• What you are asked to do: Answer with the number of lines in the records that contain "Audio" and with nothing else.

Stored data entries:

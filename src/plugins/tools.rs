//! Media tools: sticker conversion, background removal, upscaling, uploads
//! and view-once recovery.

use reqwest::multipart::{Form, Part};
use serde::Deserialize;
use tracing::warn;

use crate::client::MediaKind;
use crate::utils::media::{self, Conversion};
use crate::utils::reply::ReplyExt;

use super::downloader::fetch_bytes;
use super::CommandContext;

const CATBOX_API: &str = "https://catbox.moe/user/api.php";
const REMOVEBG_API: &str = "https://bk9.fun/tools/removebg";
const REMINI_API: &str = "https://remini.mobilz.pw/enhance";

/// Where the media a tool should work on lives.
#[derive(Debug, Clone, Copy, PartialEq, Eq)]
struct MediaSource {
    kind: MediaKind,
    quoted: bool,
}

/// Quoted media wins over the message's own attachment.
fn media_source(ctx: &CommandContext) -> Option<MediaSource> {
    let event = &ctx.event;
    if let Some(kind) = event.quoted.as_ref().and_then(|q| q.media) {
        return Some(MediaSource { kind, quoted: true });
    }
    event.media.map(|kind| MediaSource { kind, quoted: false })
}

/// Download the source media, or reply with `missing` and return `None`.
async fn source_bytes(
    ctx: &CommandContext,
    accept: &[MediaKind],
    missing: &str,
) -> anyhow::Result<Option<(MediaKind, Vec<u8>)>> {
    let Some(source) = media_source(ctx).filter(|s| accept.contains(&s.kind)) else {
        ctx.reply_card("❌ NO MEDIA FOUND", &[missing.to_string()]).await?;
        return Ok(None);
    };

    match ctx.client.download_media(&ctx.event, source.quoted).await {
        Ok(data) => Ok(Some((source.kind, data))),
        Err(e) => {
            warn!("Media download failed: {}", e);
            ctx.reply("❌ Could not download the media.").await?;
            Ok(None)
        }
    }
}

fn input_ext(kind: MediaKind) -> &'static str {
    match kind {
        MediaKind::Image => "jpg",
        MediaKind::Video => "mp4",
        MediaKind::Sticker => "webp",
        MediaKind::Audio => "mp3",
        MediaKind::Document => "bin",
    }
}

/// Upload bytes to catbox and return the public URL.
pub async fn upload_to_catbox(http: &reqwest::Client, data: Vec<u8>, file_name: &str) -> anyhow::Result<String> {
    let form = Form::new()
        .text("reqtype", "fileupload")
        .part("fileToUpload", Part::bytes(data).file_name(file_name.to_string()));

    let body = http
        .post(CATBOX_API)
        .multipart(form)
        .send()
        .await?
        .error_for_status()?
        .text()
        .await?;

    let url = body.trim();
    if !url.starts_with("http") {
        anyhow::bail!("catbox rejected the upload: {}", url);
    }
    Ok(url.to_string())
}

/// Handle sticker/s - image or short video to sticker.
pub async fn sticker_command(ctx: CommandContext) -> anyhow::Result<()> {
    let Some((kind, data)) = source_bytes(
        &ctx,
        &[MediaKind::Image, MediaKind::Video],
        "Reply to an image or short video",
    )
    .await?
    else {
        return Ok(());
    };

    let conversion = Conversion::Sticker {
        animated: kind == MediaKind::Video,
    };
    convert_and_send(&ctx, data, kind, conversion, MediaKind::Sticker, None, None).await
}

/// Handle toimg - sticker to png.
pub async fn toimg_command(ctx: CommandContext) -> anyhow::Result<()> {
    let Some((kind, data)) = source_bytes(&ctx, &[MediaKind::Sticker], "Reply to a sticker").await? else {
        return Ok(());
    };
    convert_and_send(
        &ctx,
        data,
        kind,
        Conversion::StickerToImage,
        MediaKind::Image,
        Some("image/png"),
        Some("🖼️ Converted to Image"),
    )
    .await
}

/// Handle tovideo - animated sticker to mp4.
pub async fn tovideo_command(ctx: CommandContext) -> anyhow::Result<()> {
    let Some((kind, data)) = source_bytes(&ctx, &[MediaKind::Sticker], "Reply to an animated sticker").await?
    else {
        return Ok(());
    };
    convert_and_send(
        &ctx,
        data,
        kind,
        Conversion::ToVideo,
        MediaKind::Video,
        None,
        Some("✅ Converted to Video"),
    )
    .await
}

async fn convert_and_send(
    ctx: &CommandContext,
    data: Vec<u8>,
    from: MediaKind,
    conversion: Conversion,
    to: MediaKind,
    mimetype: Option<&str>,
    caption: Option<&str>,
) -> anyhow::Result<()> {
    ctx.react("⏳").await?;

    let ffmpeg = &ctx.state.config.ffmpeg_path;
    match media::convert(ffmpeg, &data, input_ext(from), conversion).await {
        Ok(out) => {
            ctx.client
                .send_media(
                    &ctx.event,
                    to,
                    out,
                    mimetype.map(str::to_string),
                    caption.map(str::to_string),
                    None,
                )
                .await?;
            ctx.react("✅").await
        }
        Err(e) => {
            warn!("Conversion {:?} failed: {}", conversion, e);
            ctx.react("❌").await?;
            ctx.reply("❌ Conversion failed.").await
        }
    }
}

/// Handle removebg.
pub async fn removebg_command(ctx: CommandContext) -> anyhow::Result<()> {
    ctx.react("✂️").await?;
    let Some((_, data)) = source_bytes(&ctx, &[MediaKind::Image], "Reply to an image to remove its background").await?
    else {
        return Ok(());
    };
    ctx.reply_card("✂️ BACKGROUND REMOVAL", &["⏳ Removing background...".to_string()])
        .await?;

    let http = &ctx.state.http;
    let result = async {
        let url = upload_to_catbox(http, data, "image.jpg").await?;
        let endpoint = reqwest::Url::parse_with_params(REMOVEBG_API, &[("url", url.as_str())])?;
        fetch_bytes(http, endpoint.as_str()).await
    }
    .await;

    match result {
        Ok(image) => {
            ctx.client
                .send_media(
                    &ctx.event,
                    MediaKind::Image,
                    image,
                    Some("image/png".to_string()),
                    Some("✂️ Background Removed".to_string()),
                    None,
                )
                .await?;
            Ok(())
        }
        Err(e) => {
            warn!("removebg failed: {}", e);
            ctx.reply("❌ Background removal failed. Try again later.").await
        }
    }
}

#[derive(Debug, Deserialize)]
struct EnhanceResponse {
    #[serde(default)]
    url: String,
}

/// Handle remini - upscale an image.
pub async fn remini_command(ctx: CommandContext) -> anyhow::Result<()> {
    ctx.react("✨").await?;
    let Some((_, data)) = source_bytes(&ctx, &[MediaKind::Image], "Reply to an image to enhance it").await? else {
        return Ok(());
    };
    ctx.reply_card("✨ IMAGE ENHANCEMENT", &["⏳ Enhancing image...".to_string()])
        .await?;

    let http = &ctx.state.http;
    let result = async {
        let url = upload_to_catbox(http, data, "image.jpg").await?;
        let enhanced: EnhanceResponse = http
            .get(REMINI_API)
            .query(&[("url", url.as_str())])
            .send()
            .await?
            .error_for_status()?
            .json()
            .await?;
        if enhanced.url.is_empty() {
            anyhow::bail!("enhancer returned no image");
        }
        fetch_bytes(http, &enhanced.url).await
    }
    .await;

    match result {
        Ok(image) => {
            ctx.client
                .send_media(
                    &ctx.event,
                    MediaKind::Image,
                    image,
                    None,
                    Some("✨ Enhanced Image".to_string()),
                    None,
                )
                .await?;
            Ok(())
        }
        Err(e) => {
            warn!("remini failed: {}", e);
            ctx.reply("❌ Enhancement failed. Try again later.").await
        }
    }
}

/// Handle tourl - upload media and reply with its link.
pub async fn tourl_command(ctx: CommandContext) -> anyhow::Result<()> {
    let Some((kind, data)) = source_bytes(
        &ctx,
        &[
            MediaKind::Image,
            MediaKind::Video,
            MediaKind::Audio,
            MediaKind::Sticker,
            MediaKind::Document,
        ],
        "Reply to any media",
    )
    .await?
    else {
        return Ok(());
    };

    ctx.react("🔗").await?;
    let name = format!("file.{}", input_ext(kind));
    match upload_to_catbox(&ctx.state.http, data, &name).await {
        Ok(url) => ctx.reply_card("🔗 MEDIA URL", &[url]).await,
        Err(e) => {
            warn!("Upload failed: {}", e);
            ctx.reply("❌ Upload failed.").await
        }
    }
}

/// Handle vv - resend a quoted view-once message as normal media.
pub async fn vv_command(ctx: CommandContext) -> anyhow::Result<()> {
    let quoted = ctx.event.quoted.as_ref().filter(|q| q.view_once);
    let Some(kind) = quoted.and_then(|q| q.media) else {
        ctx.reply("⚠️ Reply to a view-once photo, video or voice note.").await?;
        return Ok(());
    };

    ctx.react("🫣").await?;
    match ctx.client.download_media(&ctx.event, true).await {
        Ok(data) => {
            ctx.client
                .send_media(&ctx.event, kind, data, None, Some("🔓 View once".to_string()), None)
                .await?;
            Ok(())
        }
        Err(e) => {
            warn!("View-once download failed: {}", e);
            ctx.reply("❌ The media has expired or cannot be downloaded.").await
        }
    }
}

• Solution to the exercise: 2